## [SUPPLIED ENTRIES]
════════════════
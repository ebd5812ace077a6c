//! In-order traversal.

use std::iter::FusedIterator;

use super::tree::Node;

/// Ascending iterator over an [`OrderedSet`](super::OrderedSet)
///
/// Walks the tree with an explicit stack: push the left spine, pop a node,
/// then push the left spine of its right child. The stack never holds more
/// than `height` nodes.
#[derive(Debug)]
pub struct Iter<'a, T> {
    stack: Vec<&'a Node<T>>,
    remaining: usize,
}

impl<'a, T> Iter<'a, T> {
    pub(super) fn new(root: Option<&'a Node<T>>, len: usize, height: usize) -> Self {
        let mut iter = Self {
            stack: Vec::with_capacity(height),
            remaining: len,
        };
        iter.push_left_spine(root);
        iter
    }

    fn push_left_spine(&mut self, mut node: Option<&'a Node<T>>) {
        while let Some(n) = node {
            self.stack.push(n);
            node = n.left.as_deref();
        }
    }
}

impl<'a, T> Iterator for Iter<'a, T> {
    type Item = &'a T;

    fn next(&mut self) -> Option<&'a T> {
        let node = self.stack.pop()?;
        self.push_left_spine(node.right.as_deref());
        self.remaining = self.remaining.saturating_sub(1);
        Some(&node.value)
    }

    fn size_hint(&self) -> (usize, Option<usize>) {
        (self.remaining, Some(self.remaining))
    }
}

impl<T> ExactSizeIterator for Iter<'_, T> {}

impl<T> FusedIterator for Iter<'_, T> {}

impl<T> Clone for Iter<'_, T> {
    fn clone(&self) -> Self {
        Self {
            stack: self.stack.clone(),
            remaining: self.remaining,
        }
    }
}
════════════════
## [REQUIRED ACTION]
Print, please, the lines from the first line of the material through the line that contains "never holds more", exactly as written and with nothing added.

## [ANSWER SPACE]
repository ebd5812ace077a6c
//! In-order traversal.

use std::iter::FusedIterator;

use super::tree::Node;

/// Ascending iterator over an [`OrderedSet`](super::OrderedSet)
///
/// Walks the tree with an explicit stack: push the left spine, pop a node,
/// then push the left spine of its right child. The stack never holds more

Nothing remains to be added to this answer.